By Sergey Soldatov
Head of Security Operation Center, Kaspersky
Striving to minimize the risk of missing cyberattacks, we are forced to deal with a huge number of false positives in our detection logic. According to the MDR analytical report for 2023, the Kaspersky SOC team processed 431,512 security alerts, but only 32,294 were classified as a result of 14,160 incidents reported to customers. In these situations, there is considerable room for automation, including the use of machine learning (ML), deep learning, and artificial intelligence (AI).
Notably, the AI-based Autoanalyst used in MDR processed about 30% of false positives on average in 2023, which reduced the load on the SOC team by approximately 25%.
How does AI/ML help to detect incidents?
The most common application of machine learning in cybersecurity is the attack detection, where both supervised and unsupervised ML can be employed. In supervised machine learning, the model is trained on data related to attackers’ activity aims to identify similar malicious behavior. In contrast, unsupervised machine learning involves profiling the legitimate behavior of systems and services to detect anomalies, deviations and outliers. Despite their effectiveness, both approaches are prone to errors, meaning that false positives are still a challenge in automated detection systems.
Well aware of what modern attacks look like, and realizing that detecting these attacks often results in a large volume of alerts, SOCs are exploring how to reduce the workload on analysts with the help of ML, how to solve the problem of triage efficiency, filtering false positives in the resulting stream of alerts, and shifting the automation tasks merely from attack detection to filtering out legitimate activities, that are not threats.
The solution to the problem of filtering false positives is the AI-based Autoanalyst. This supervised machine learning model learns from alerts processed by the SOC team, and then attempts to replicate their behavior independently.
By reducing the number of alerts requiring SOC analysts’ investigation by at least one quarter, the Autoanalyst saves team resources. Moreover, Autoanalyst handles the most typical, routine alerts, allowing SOC analysts to focus on the most interesting cases that require deeper investigation by human.

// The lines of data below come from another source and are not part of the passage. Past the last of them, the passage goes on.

//! HTTP handlers for final-account-service.

pub mod accounts;
pub mod bills;
pub mod items;
pub mod metrics;
pub mod reviews;
pub mod sections;
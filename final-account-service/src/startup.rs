//! Application startup and lifecycle management.

use crate::config::FinalAccountConfig;
use crate::handlers;
use crate::services::{init_metrics, Database};
use account_core::error::AppError;
use account_core::middleware::metrics::metrics_middleware;
use account_core::middleware::tracing::request_id_middleware;
use axum::{
    extract::State,
    http::StatusCode,
    middleware,
    response::IntoResponse,
    routing::{get, patch, post},
    Json, Router,
};
use serde_json::json;
use std::net::SocketAddr;
use std::sync::Arc;
use tokio::net::TcpListener;
use tower_http::trace::TraceLayer;

/// Shared application state.
#[derive(Clone)]
pub struct AppState {
    pub config: FinalAccountConfig,
    pub db: Arc<Database>,
}

/// Health check endpoint for liveness probes.
async fn health_check(State(state): State<AppState>) -> impl IntoResponse {
    match state.db.health_check().await {
        Ok(_) => {
            tracing::debug!("Health check passed");
            (
                StatusCode::OK,
                Json(json!({
                    "status": "ok",
                    "service": "final-account-service",
                    "version": env!("CARGO_PKG_VERSION")
                })),
            )
        }
        Err(e) => {
            tracing::warn!(error = %e, "Health check failed - database unavailable");
            (
                StatusCode::SERVICE_UNAVAILABLE,
                Json(json!({
                    "status": "unhealthy",
                    "service": "final-account-service",
                    "error": e.to_string()
                })),
            )
        }
    }
}

/// Readiness check endpoint.
async fn readiness_check(State(state): State<AppState>) -> impl IntoResponse {
    match state.db.health_check().await {
        Ok(_) => StatusCode::OK,
        Err(e) => {
            tracing::warn!(error = %e, "Readiness check failed");
            StatusCode::SERVICE_UNAVAILABLE
        }
    }
}

/// Build the service router.
pub fn build_router(state: AppState) -> Router {
    Router::new()
        .route("/health", get(health_check))
        .route("/ready", get(readiness_check))
        .route("/metrics", get(handlers::metrics::metrics))
        .route(
            "/accounts",
            post(handlers::accounts::create_account).get(handlers::accounts::list_accounts),
        )
        .route(
            "/accounts/:account_id",
            get(handlers::accounts::get_account)
                .patch(handlers::accounts::update_account)
                .delete(handlers::accounts::delete_account),
        )
        .route(
            "/accounts/:account_id/bills",
            post(handlers::bills::create_bill).get(handlers::bills::list_bills),
        )
        .route(
            "/bills/:bill_id",
            patch(handlers::bills::update_bill).delete(handlers::bills::delete_bill),
        )
        .route(
            "/bills/:bill_id/sections",
            post(handlers::sections::create_section).get(handlers::sections::list_sections),
        )
        .route(
            "/sections/:section_id",
            get(handlers::sections::get_section)
                .patch(handlers::sections::update_section)
                .delete(handlers::sections::delete_section),
        )
        .route(
            "/sections/:section_id/recompute",
            post(handlers::sections::recompute_section),
        )
        .route(
            "/sections/:section_id/items",
            post(handlers::items::create_item).get(handlers::items::list_items),
        )
        .route(
            "/sections/:section_id/items/import",
            post(handlers::items::import_items),
        )
        .route(
            "/items/:item_id",
            get(handlers::items::get_item)
                .patch(handlers::items::update_item)
                .delete(handlers::items::delete_item),
        )
        .route("/items/:item_id/history", get(handlers::items::item_history))
        .route(
            "/sections/:section_id/reviews",
            post(handlers::reviews::create_review).get(handlers::reviews::list_reviews),
        )
        .route(
            "/reviews/token/:token",
            get(handlers::reviews::get_review_by_token),
        )
        .route("/reviews/:review_id", patch(handlers::reviews::update_review))
        .layer(TraceLayer::new_for_http())
        .layer(middleware::from_fn(metrics_middleware))
        .layer(middleware::from_fn(request_id_middleware))
        .with_state(state)
}

/// Application container for managing server lifecycle.
pub struct Application {
    port: u16,
    listener: TcpListener,
    state: AppState,
}

impl Application {
    /// Build the application with the given configuration.
    pub async fn build(config: FinalAccountConfig) -> Result<Self, AppError> {
        init_metrics();

        let db = Database::new(
            &config.database.url,
            config.database.max_connections,
            config.database.min_connections,
        )
        .await
        .map_err(|e| {
            tracing::error!(error = %e, "Failed to connect to PostgreSQL");
            e
        })?;

        db.run_migrations().await.map_err(|e| {
            tracing::error!(error = %e, "Failed to run migrations");
            e
        })?;

        let state = AppState {
            config: config.clone(),
            db: Arc::new(db),
        };

        let addr = SocketAddr::from(([0, 0, 0, 0], config.common.port));
        let listener = TcpListener::bind(addr).await.map_err(|e| {
            tracing::error!(error = %e, addr = %addr, "Failed to bind listener");
            AppError::from(e)
        })?;
        let port = listener.local_addr()?.port();

        tracing::info!(port = port, "Final account service listener bound");

        Ok(Self {
            port,
            listener,
            state,
        })
    }

    /// Get the port the server is listening on.
    pub fn port(&self) -> u16 {
        self.port
    }

    /// Run the application until stopped.
    pub async fn run_until_stopped(self) -> std::io::Result<()> {
        let router = build_router(self.state);

        tracing::info!(
            service = "final-account-service",
            version = env!("CARGO_PKG_VERSION"),
            port = self.port,
            "Service ready to accept connections"
        );

        axum::serve(self.listener, router).await
    }
}
//! Health check integration tests for final-account-service.

mod common;

use serial_test::serial;

#[tokio::test]
async fn health_check_works() {
    let Some(app) = common::TestApp::spawn().await else {
        return;
    };

    let response = app
        .client
        .get(format!("{}/health", app.address))
        .send()
        .await
        .expect("Failed to execute request");

    assert!(response.status().is_success());

    let body: serde_json::Value = response.json().await.expect("Failed to parse JSON");
    assert_eq!(body["status"], "ok");
    assert_eq!(body["service"], "final-account-service");

    app.cleanup().await;
}

#[tokio::test]
async fn readiness_check_works() {
    let Some(app) = common::TestApp::spawn().await else {
        return;
    };

    let response = app
        .client
        .get(format!("{}/ready", app.address))
        .send()
        .await
        .expect("Failed to execute request");

    assert!(response.status().is_success());

    app.cleanup().await;
}

// Serialized: the prometheus registry is process-global.
#[tokio::test]
#[serial]
async fn metrics_endpoint_works() {
    let Some(app) = common::TestApp::spawn().await else {
        return;
    };

    let response = app
        .client
        .get(format!("{}/metrics", app.address))
        .send()
        .await
        .expect("Failed to execute request");

    assert!(response.status().is_success());
    assert!(response
        .headers()
        .get("content-type")
        .map(|v| v.to_str().unwrap_or("").contains("text/plain"))
        .unwrap_or(false));

    app.cleanup().await;
}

How MDR benefits from AI/ML?
The present world is defined by an endless struggle between opposing forces, and the field of information security is no exception. On the one hand, we strive to minimize the risk of missing incidents by creating an increasing number of detection rules, including those based on AI/ML. This approach results in a high volume of alerts that require the attention of the SOC team, leading to more false positives and reducing the detection logic conversion.
On the other hand, we aim to reduce false positives and lighten the analysts’ workloads. The obvious way to achieve this is to reduce the total number of alerts, but this raises the probability of missing an attack. As a result, we face the challenge of balancing detection quality with detection logic conversion: either we try to catch everything and end up drowning in false positives, or we have no false positives at all, with our conversion rate is close to 100%, but we run the risk of missing some attacks.
In practice, as a rule, it is possible to strike a balance between these extremes, achieving high quality detection of hidden attacks and reducing the number of false positives simultaneously. One tool to achieve this “toggle switch” is the Autoanalyst. By increasing its filtering rate and thereby reducing the workload on the SOC team, the likelihood of its classification error increases. This means that true positive alerts might be misclassified as false positives, and vice versa. Conversely, reducing classification errors typically leads to a higher rate of false positives. Statistics show that SOC analysts can also make mistakes, so a small margin of error is acceptable for the Autoanalyst. In the case of Kaspersky MDR, the error probability does not exceed 2%. This 2% error rate defines the volume of false positive alerts that Autoanalyst can filter while maintaining acceptable quality.
The Autoanalyst’s work quality is dynamically monitored, and its share of filtering alerts is adjusted accordingly. This might sound amusing, but the Autoanalyst appears to have learned from SOC analysts not only how to recognize false positives, but also how to “get tired” and how to be “overworked,” leading to degradation in quality. This issue is addressed through constant model retraining if its false positive classification error rate exceeds 2%.